Across the data below, count every line where the string "failed" appears. Answer with the number alone.

#####

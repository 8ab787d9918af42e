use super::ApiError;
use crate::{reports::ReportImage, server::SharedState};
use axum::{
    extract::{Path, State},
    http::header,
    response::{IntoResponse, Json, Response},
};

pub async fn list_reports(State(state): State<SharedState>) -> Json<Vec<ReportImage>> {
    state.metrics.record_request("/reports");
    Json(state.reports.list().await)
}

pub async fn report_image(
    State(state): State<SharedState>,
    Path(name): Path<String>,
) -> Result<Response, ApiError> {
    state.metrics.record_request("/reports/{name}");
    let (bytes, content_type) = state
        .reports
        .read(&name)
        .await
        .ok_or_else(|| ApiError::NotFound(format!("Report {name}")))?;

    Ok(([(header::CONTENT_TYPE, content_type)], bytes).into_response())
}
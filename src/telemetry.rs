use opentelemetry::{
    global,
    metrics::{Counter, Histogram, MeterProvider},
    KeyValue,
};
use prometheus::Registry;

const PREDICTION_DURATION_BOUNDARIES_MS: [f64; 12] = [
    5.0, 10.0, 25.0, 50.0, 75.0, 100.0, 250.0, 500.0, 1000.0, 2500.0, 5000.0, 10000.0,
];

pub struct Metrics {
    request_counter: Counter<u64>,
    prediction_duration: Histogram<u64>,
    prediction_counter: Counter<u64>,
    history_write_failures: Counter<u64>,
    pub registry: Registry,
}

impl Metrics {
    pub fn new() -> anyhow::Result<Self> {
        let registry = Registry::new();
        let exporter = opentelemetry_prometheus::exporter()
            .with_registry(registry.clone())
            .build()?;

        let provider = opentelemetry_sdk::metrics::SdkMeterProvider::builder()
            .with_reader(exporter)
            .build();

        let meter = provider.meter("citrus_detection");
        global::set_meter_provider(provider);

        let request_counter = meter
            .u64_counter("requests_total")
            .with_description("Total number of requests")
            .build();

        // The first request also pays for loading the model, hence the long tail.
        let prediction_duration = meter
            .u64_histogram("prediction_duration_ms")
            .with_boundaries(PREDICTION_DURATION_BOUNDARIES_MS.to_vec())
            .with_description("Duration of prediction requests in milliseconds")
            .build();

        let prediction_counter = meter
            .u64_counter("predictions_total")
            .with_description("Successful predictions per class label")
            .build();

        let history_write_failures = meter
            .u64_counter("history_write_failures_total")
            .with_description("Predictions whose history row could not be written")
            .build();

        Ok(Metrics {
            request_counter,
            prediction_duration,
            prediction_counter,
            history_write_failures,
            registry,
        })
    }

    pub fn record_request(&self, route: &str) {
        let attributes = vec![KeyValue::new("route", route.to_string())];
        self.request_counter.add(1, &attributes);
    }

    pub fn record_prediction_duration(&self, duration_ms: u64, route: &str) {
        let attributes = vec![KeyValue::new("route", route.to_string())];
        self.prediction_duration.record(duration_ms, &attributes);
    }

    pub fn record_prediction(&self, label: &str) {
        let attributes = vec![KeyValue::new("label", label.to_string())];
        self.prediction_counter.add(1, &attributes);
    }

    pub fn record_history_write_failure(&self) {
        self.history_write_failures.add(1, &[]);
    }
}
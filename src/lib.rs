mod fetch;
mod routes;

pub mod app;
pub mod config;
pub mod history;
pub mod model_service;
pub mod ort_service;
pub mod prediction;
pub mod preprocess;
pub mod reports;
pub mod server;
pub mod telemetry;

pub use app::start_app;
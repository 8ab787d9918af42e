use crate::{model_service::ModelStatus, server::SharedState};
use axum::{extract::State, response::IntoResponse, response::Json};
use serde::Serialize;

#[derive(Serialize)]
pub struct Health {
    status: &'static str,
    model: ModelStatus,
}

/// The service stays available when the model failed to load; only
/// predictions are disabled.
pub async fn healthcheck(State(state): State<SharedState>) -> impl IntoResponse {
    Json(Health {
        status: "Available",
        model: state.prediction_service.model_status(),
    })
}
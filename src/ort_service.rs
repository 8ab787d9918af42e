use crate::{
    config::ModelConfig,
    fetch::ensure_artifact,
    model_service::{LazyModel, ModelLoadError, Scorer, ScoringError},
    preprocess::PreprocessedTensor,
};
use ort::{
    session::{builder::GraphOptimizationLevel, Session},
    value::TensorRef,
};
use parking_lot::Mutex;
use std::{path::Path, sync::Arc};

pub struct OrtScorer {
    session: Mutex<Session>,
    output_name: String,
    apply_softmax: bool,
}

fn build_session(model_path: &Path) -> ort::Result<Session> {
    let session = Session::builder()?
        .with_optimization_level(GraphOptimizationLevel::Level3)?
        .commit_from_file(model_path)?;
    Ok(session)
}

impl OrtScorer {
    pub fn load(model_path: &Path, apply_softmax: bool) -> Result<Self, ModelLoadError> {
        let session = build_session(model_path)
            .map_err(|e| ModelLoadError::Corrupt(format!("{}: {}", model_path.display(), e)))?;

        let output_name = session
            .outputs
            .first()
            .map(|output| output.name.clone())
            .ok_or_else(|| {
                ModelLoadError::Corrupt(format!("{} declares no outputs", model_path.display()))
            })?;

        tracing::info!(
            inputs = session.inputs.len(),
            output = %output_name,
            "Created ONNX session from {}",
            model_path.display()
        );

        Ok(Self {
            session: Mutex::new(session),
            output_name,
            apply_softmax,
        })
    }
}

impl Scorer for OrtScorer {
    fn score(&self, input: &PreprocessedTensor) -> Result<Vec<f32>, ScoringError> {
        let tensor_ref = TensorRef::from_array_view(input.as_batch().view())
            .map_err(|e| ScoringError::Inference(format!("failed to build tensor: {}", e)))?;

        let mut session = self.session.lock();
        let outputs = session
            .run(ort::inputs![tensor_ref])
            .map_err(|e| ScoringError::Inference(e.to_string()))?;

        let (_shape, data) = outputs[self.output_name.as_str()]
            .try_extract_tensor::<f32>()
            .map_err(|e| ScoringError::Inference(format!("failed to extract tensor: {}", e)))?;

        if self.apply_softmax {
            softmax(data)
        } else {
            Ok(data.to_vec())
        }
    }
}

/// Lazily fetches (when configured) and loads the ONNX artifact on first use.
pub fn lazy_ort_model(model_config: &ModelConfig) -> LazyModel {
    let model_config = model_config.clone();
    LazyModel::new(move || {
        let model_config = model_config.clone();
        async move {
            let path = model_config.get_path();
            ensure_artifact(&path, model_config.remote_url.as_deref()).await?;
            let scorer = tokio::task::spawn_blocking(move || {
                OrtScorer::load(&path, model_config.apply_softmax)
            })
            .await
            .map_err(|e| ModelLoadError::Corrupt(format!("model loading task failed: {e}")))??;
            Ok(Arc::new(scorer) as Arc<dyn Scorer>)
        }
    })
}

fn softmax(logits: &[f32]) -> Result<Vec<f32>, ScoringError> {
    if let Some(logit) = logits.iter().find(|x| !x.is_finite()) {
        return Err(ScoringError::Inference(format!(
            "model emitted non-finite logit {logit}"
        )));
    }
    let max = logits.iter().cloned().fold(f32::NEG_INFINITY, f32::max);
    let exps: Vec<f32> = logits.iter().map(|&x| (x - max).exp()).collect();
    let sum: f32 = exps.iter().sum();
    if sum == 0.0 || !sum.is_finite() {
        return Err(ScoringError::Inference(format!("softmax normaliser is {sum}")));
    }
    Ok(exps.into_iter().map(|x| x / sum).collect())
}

#####

Answer to the exercise — 4